Data entries:
+-------+
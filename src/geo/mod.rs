pub mod data;
pub mod projection;

pub use data::{DataPoint, MapData, PolygonRings, Province};
pub use projection::{Projection, ProjectionKind};
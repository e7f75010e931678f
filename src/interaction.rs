//! Per-frame hover / click picking on province meshes.

use crate::camera::PerspectiveCamera;
use crate::config::MapStyle;
use crate::map::{PROPERTIES_KEY, PROVINCE_LINE, PROVINCE_MESH};
use crate::picking::Raycaster;
use crate::scene::{NodeId, NodeKind, Scene};
use glam::{DVec2, DVec3};
use serde_json::{Map, Value};
use std::collections::HashMap;
use tracing::debug;

/// Pointer position in normalized device coordinates.
/// The exact origin means no pointer has been seen yet.
#[derive(Debug, Clone, Copy, PartialEq, Default)]
pub struct Pointer {
    pub ndc: DVec2,
}

impl Pointer {
    /// From pixel coordinates inside a `width` × `height` surface
    pub fn from_client(x: f64, y: f64, width: f64, height: f64) -> Self {
        if width <= 0.0 || height <= 0.0 {
            return Self::default();
        }
        Self {
            ndc: DVec2::new(x / width * 2.0 - 1.0, -(y / height) * 2.0 + 1.0),
        }
    }

    pub fn is_unset(&self) -> bool {
        self.ndc == DVec2::ZERO
    }
}

/// Text box anchored at a world position
#[derive(Debug, Clone, PartialEq)]
pub struct Tooltip {
    pub title: String,
    pub lines: Vec<String>,
    pub anchor: DVec3,
}

#[derive(Debug, Clone, Copy, PartialEq)]
pub enum InteractionEvent {
    HoverChanged {
        from: Option<NodeId>,
        to: Option<NodeId>,
    },
    Selected(NodeId),
    Cleared,
}

#[derive(Debug, Clone, Copy, PartialEq)]
struct Hover {
    group: NodeId,
    point: DVec3,
}

pub struct Interaction {
    raycaster: Raycaster,
    style: MapStyle,
    pointer: Pointer,
    pending_click: bool,
    hovered: Option<Hover>,
    selected: Option<(NodeId, Tooltip)>,
    values: HashMap<String, f64>,
}

impl Interaction {
    pub fn new(style: &MapStyle, line_threshold: f64) -> Self {
        Self {
            raycaster: Raycaster::new(line_threshold),
            style: style.clone(),
            pointer: Pointer::default(),
            pending_click: false,
            hovered: None,
            selected: None,
            values: HashMap::new(),
        }
    }

    /// Values shown in tooltips, keyed by province name
    pub fn with_values(mut self, values: impl IntoIterator<Item = (String, f64)>) -> Self {
        self.values.extend(values);
        self
    }

    pub fn set_pointer(&mut self, pointer: Pointer) {
        self.pointer = pointer;
    }

    pub fn pointer(&self) -> Pointer {
        self.pointer
    }

    /// Forget the pointer (it left the map)
    pub fn clear_pointer(&mut self) {
        self.pointer = Pointer::default();
    }

    /// Queue a click, handled on the next [`Interaction::update`]
    pub fn click(&mut self) {
        self.pending_click = true;
    }

    pub fn hovered(&self) -> Option<NodeId> {
        self.hovered.map(|h| h.group)
    }

    /// World point under the pointer on the hovered province
    pub fn hover_point(&self) -> Option<DVec3> {
        self.hovered.map(|h| h.point)
    }

    pub fn selected(&self) -> Option<NodeId> {
        self.selected.as_ref().map(|(group, _)| *group)
    }

    /// Pinned tooltip of the selection, else a transient one for the hover
    pub fn tooltip(&self, scene: &Scene) -> Option<Tooltip> {
        if let Some((_, tooltip)) = &self.selected {
            return Some(tooltip.clone());
        }
        let hover = self.hovered?;
        Some(self.tooltip_for(scene, hover.group, hover.point))
    }

    /// Run one picking pass over `roots`
    pub fn update(
        &mut self,
        scene: &mut Scene,
        camera: &PerspectiveCamera,
        roots: &[NodeId],
    ) -> Vec<InteractionEvent> {
        let mut events = Vec::new();
        let target = if self.pointer.is_unset() {
            None
        } else {
            self.pick(scene, camera, roots)
        };

        let previous = self.hovered.map(|h| h.group);
        let next = target.map(|h| h.group);
        if previous != next {
            if let Some(old) = previous {
                if self.selected() != Some(old) {
                    self.apply_colors(scene, old, false);
                }
            }
            if let Some(new) = next {
                self.apply_colors(scene, new, true);
            }
            debug!(?previous, ?next, "hover changed");
            events.push(InteractionEvent::HoverChanged { from: previous, to: next });
        }
        self.hovered = target;

        if std::mem::take(&mut self.pending_click) {
            if let Some(event) = self.handle_click(scene) {
                events.push(event);
            }
        }
        events
    }

    fn pick(&mut self, scene: &Scene, camera: &PerspectiveCamera, roots: &[NodeId]) -> Option<Hover> {
        self.raycaster.set_from_camera(self.pointer.ndc, camera);
        let hits = self.raycaster.intersect_objects(scene, roots, true);
        let hit = hits
            .iter()
            .find(|hit| scene.get(hit.node).is_some_and(|n| n.name == PROVINCE_MESH))?;
        let group = scene.parent(hit.node)?;
        Some(Hover {
            group,
            point: hit.point,
        })
    }

    fn handle_click(&mut self, scene: &mut Scene) -> Option<InteractionEvent> {
        let previous = self.selected.take().map(|(group, _)| group);
        let hovered = self.hovered;

        if let Some(old) = previous {
            if hovered.map(|h| h.group) != Some(old) {
                self.apply_colors(scene, old, false);
            }
        }

        match hovered {
            Some(hover) if previous == Some(hover.group) => Some(InteractionEvent::Cleared),
            Some(hover) => {
                let tooltip = self.tooltip_for(scene, hover.group, hover.point);
                self.selected = Some((hover.group, tooltip));
                Some(InteractionEvent::Selected(hover.group))
            }
            None => previous.map(|_| InteractionEvent::Cleared),
        }
    }

    /// Swap the group's mesh and line colours between base and active
    fn apply_colors(&self, scene: &mut Scene, group: NodeId, active: bool) {
        let style = &self.style;
        let (plane, side, line) = if active {
            (style.active_plane_color, style.active_side_color, style.active_line_color)
        } else {
            (style.plane_color, style.side_color, style.line_color)
        };

        let children = scene.children(group).to_vec();
        for child in children {
            let Some(node) = scene.get_mut(child) else {
                continue;
            };
            match (&mut node.kind, node.name.as_str()) {
                (NodeKind::Mesh(mesh), PROVINCE_MESH) => {
                    if let Some(m) = mesh.materials.get_mut(0) {
                        m.color = plane;
                    }
                    if let Some(m) = mesh.materials.get_mut(1) {
                        m.color = side;
                    }
                }
                (NodeKind::Line(l), PROVINCE_LINE) => l.material.color = line,
                _ => {}
            }
        }
    }

    fn tooltip_for(&self, scene: &Scene, group: NodeId, anchor: DVec3) -> Tooltip {
        let empty = Map::new();
        let properties = scene
            .get(group)
            .and_then(|n| n.user_data.get(PROPERTIES_KEY))
            .and_then(Value::as_object)
            .unwrap_or(&empty);

        let title = properties
            .get("name")
            .and_then(Value::as_str)
            .filter(|s| !s.is_empty())
            .unwrap_or("未知区域")
            .to_string();

        let mut lines = Vec::new();
        if let Some(adcode) = properties.get("adcode").and_then(Value::as_i64) {
            lines.push(format!("adcode: {adcode}"));
        }
        if let Some(value) = self.values.get(&title) {
            lines.push(format!("value: {value}"));
        }
        Tooltip {
            title,
            lines,
            anchor,
        }
    }
}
+-------+
◆ **WORK INSTRUCTION**: Copy each line of the data exactly, leaving nothing out.

◆ **EXERCISE OUTPUT**:
filename src/geo/mod.rs
pub mod data;
pub mod projection;

pub use data::{DataPoint, MapData, PolygonRings, Province};
pub use projection::{Projection, ProjectionKind};
repository e7f75010e931678f
filename src/interaction.rs
//! Per-frame hover / click picking on province meshes.

use crate::camera::PerspectiveCamera;
use crate::config::MapStyle;
use crate::map::{PROPERTIES_KEY, PROVINCE_LINE, PROVINCE_MESH};
use crate::picking::Raycaster;
use crate::scene::{NodeId, NodeKind, Scene};
use glam::{DVec2, DVec3};
use serde_json::{Map, Value};
use std::collections::HashMap;
use tracing::debug;

/// Pointer position in normalized device coordinates.
/// The exact origin means no pointer has been seen yet.
#[derive(Debug, Clone, Copy, PartialEq, Default)]
pub struct Pointer {
    pub ndc: DVec2,
}

impl Pointer {
    /// From pixel coordinates inside a `width` × `height` surface
    pub fn from_client(x: f64, y: f64, width: f64, height: f64) -> Self {
        if width <= 0.0 || height <= 0.0 {
            return Self::default();
        }
        Self {
            ndc: DVec2::new(x / width * 2.0 - 1.0, -(y / height) * 2.0 + 1.0),
        }
    }

    pub fn is_unset(&self) -> bool {
        self.ndc == DVec2::ZERO
    }
}

/// Text box anchored at a world position
#[derive(Debug, Clone, PartialEq)]
pub struct Tooltip {
    pub title: String,
    pub lines: Vec<String>,
    pub anchor: DVec3,
}

#[derive(Debug, Clone, Copy, PartialEq)]
pub enum InteractionEvent {
    HoverChanged {
        from: Option<NodeId>,
        to: Option<NodeId>,
    },
    Selected(NodeId),
    Cleared,
}

#[derive(Debug, Clone, Copy, PartialEq)]
struct Hover {
    group: NodeId,
    point: DVec3,
}

pub struct Interaction {
    raycaster: Raycaster,
    style: MapStyle,
    pointer: Pointer,
    pending_click: bool,
    hovered: Option<Hover>,
    selected: Option<(NodeId, Tooltip)>,
    values: HashMap<String, f64>,
}

impl Interaction {
    pub fn new(style: &MapStyle, line_threshold: f64) -> Self {
        Self {
            raycaster: Raycaster::new(line_threshold),
            style: style.clone(),
            pointer: Pointer::default(),
            pending_click: false,
            hovered: None,
            selected: None,
            values: HashMap::new(),
        }
    }

    /// Values shown in tooltips, keyed by province name
    pub fn with_values(mut self, values: impl IntoIterator<Item = (String, f64)>) -> Self {
        self.values.extend(values);
        self
    }

    pub fn set_pointer(&mut self, pointer: Pointer) {
        self.pointer = pointer;
    }

    pub fn pointer(&self) -> Pointer {
        self.pointer
    }

    /// Forget the pointer (it left the map)
    pub fn clear_pointer(&mut self) {
        self.pointer = Pointer::default();
    }

    /// Queue a click, handled on the next [`Interaction::update`]
    pub fn click(&mut self) {
        self.pending_click = true;
    }

    pub fn hovered(&self) -> Option<NodeId> {
        self.hovered.map(|h| h.group)
    }

    /// World point under the pointer on the hovered province
    pub fn hover_point(&self) -> Option<DVec3> {
        self.hovered.map(|h| h.point)
    }

    pub fn selected(&self) -> Option<NodeId> {
        self.selected.as_ref().map(|(group, _)| *group)
    }

    /// Pinned tooltip of the selection, else a transient one for the hover
    pub fn tooltip(&self, scene: &Scene) -> Option<Tooltip> {
        if let Some((_, tooltip)) = &self.selected {
            return Some(tooltip.clone());
        }
        let hover = self.hovered?;
        Some(self.tooltip_for(scene, hover.group, hover.point))
    }

    /// Run one picking pass over `roots`
    pub fn update(
        &mut self,
        scene: &mut Scene,
        camera: &PerspectiveCamera,
        roots: &[NodeId],
    ) -> Vec<InteractionEvent> {
        let mut events = Vec::new();
        let target = if self.pointer.is_unset() {
            None
        } else {
            self.pick(scene, camera, roots)
        };

        let previous = self.hovered.map(|h| h.group);
        let next = target.map(|h| h.group);
        if previous != next {
            if let Some(old) = previous {
                if self.selected() != Some(old) {
                    self.apply_colors(scene, old, false);
                }
            }
            if let Some(new) = next {
                self.apply_colors(scene, new, true);
            }
            debug!(?previous, ?next, "hover changed");
            events.push(InteractionEvent::HoverChanged { from: previous, to: next });
        }
        self.hovered = target;

        if std::mem::take(&mut self.pending_click) {
            if let Some(event) = self.handle_click(scene) {
                events.push(event);
            }
        }
        events
    }

    fn pick(&mut self, scene: &Scene, camera: &PerspectiveCamera, roots: &[NodeId]) -> Option<Hover> {
        self.raycaster.set_from_camera(self.pointer.ndc, camera);
        let hits = self.raycaster.intersect_objects(scene, roots, true);
        let hit = hits
            .iter()
            .find(|hit| scene.get(hit.node).is_some_and(|n| n.name == PROVINCE_MESH))?;
        let group = scene.parent(hit.node)?;
        Some(Hover {
            group,
            point: hit.point,
        })
    }

    fn handle_click(&mut self, scene: &mut Scene) -> Option<InteractionEvent> {
        let previous = self.selected.take().map(|(group, _)| group);
        let hovered = self.hovered;

        if let Some(old) = previous {
            if hovered.map(|h| h.group) != Some(old) {
                self.apply_colors(scene, old, false);
            }
        }

        match hovered {
            Some(hover) if previous == Some(hover.group) => Some(InteractionEvent::Cleared),
            Some(hover) => {
                let tooltip = self.tooltip_for(scene, hover.group, hover.point);
                self.selected = Some((hover.group, tooltip));
                Some(InteractionEvent::Selected(hover.group))
            }
            None => previous.map(|_| InteractionEvent::Cleared),
        }
    }

    /// Swap the group's mesh and line colours between base and active
    fn apply_colors(&self, scene: &mut Scene, group: NodeId, active: bool) {
        let style = &self.style;
        let (plane, side, line) = if active {
            (style.active_plane_color, style.active_side_color, style.active_line_color)
        } else {
            (style.plane_color, style.side_color, style.line_color)
        };

        let children = scene.children(group).to_vec();
        for child in children {
            let Some(node) = scene.get_mut(child) else {
                continue;
            };
            match (&mut node.kind, node.name.as_str()) {
                (NodeKind::Mesh(mesh), PROVINCE_MESH) => {
                    if let Some(m) = mesh.materials.get_mut(0) {
                        m.color = plane;
                    }
                    if let Some(m) = mesh.materials.get_mut(1) {
                        m.color = side;
                    }
                }
                (NodeKind::Line(l), PROVINCE_LINE) => l.material.color = line,
                _ => {}
            }
        }
    }

    fn tooltip_for(&self, scene: &Scene, group: NodeId, anchor: DVec3) -> Tooltip {
        let empty = Map::new();
        let properties = scene
            .get(group)
            .and_then(|n| n.user_data.get(PROPERTIES_KEY))
            .and_then(Value::as_object)
            .unwrap_or(&empty);

        let title = properties
            .get("name")
            .and_then(Value::as_str)
            .filter(|s| !s.is_empty())
            .unwrap_or("未知区域")
            .to_string();

        let mut lines = Vec::new();
        if let Some(adcode) = properties.get("adcode").and_then(Value::as_i64) {
            lines.push(format!("adcode: {adcode}"));
        }
        if let Some(value) = self.values.get(&title) {
            lines.push(format!("value: {value}"));
        }
        Tooltip {
            title,
            lines,
            anchor,
        }
    }
}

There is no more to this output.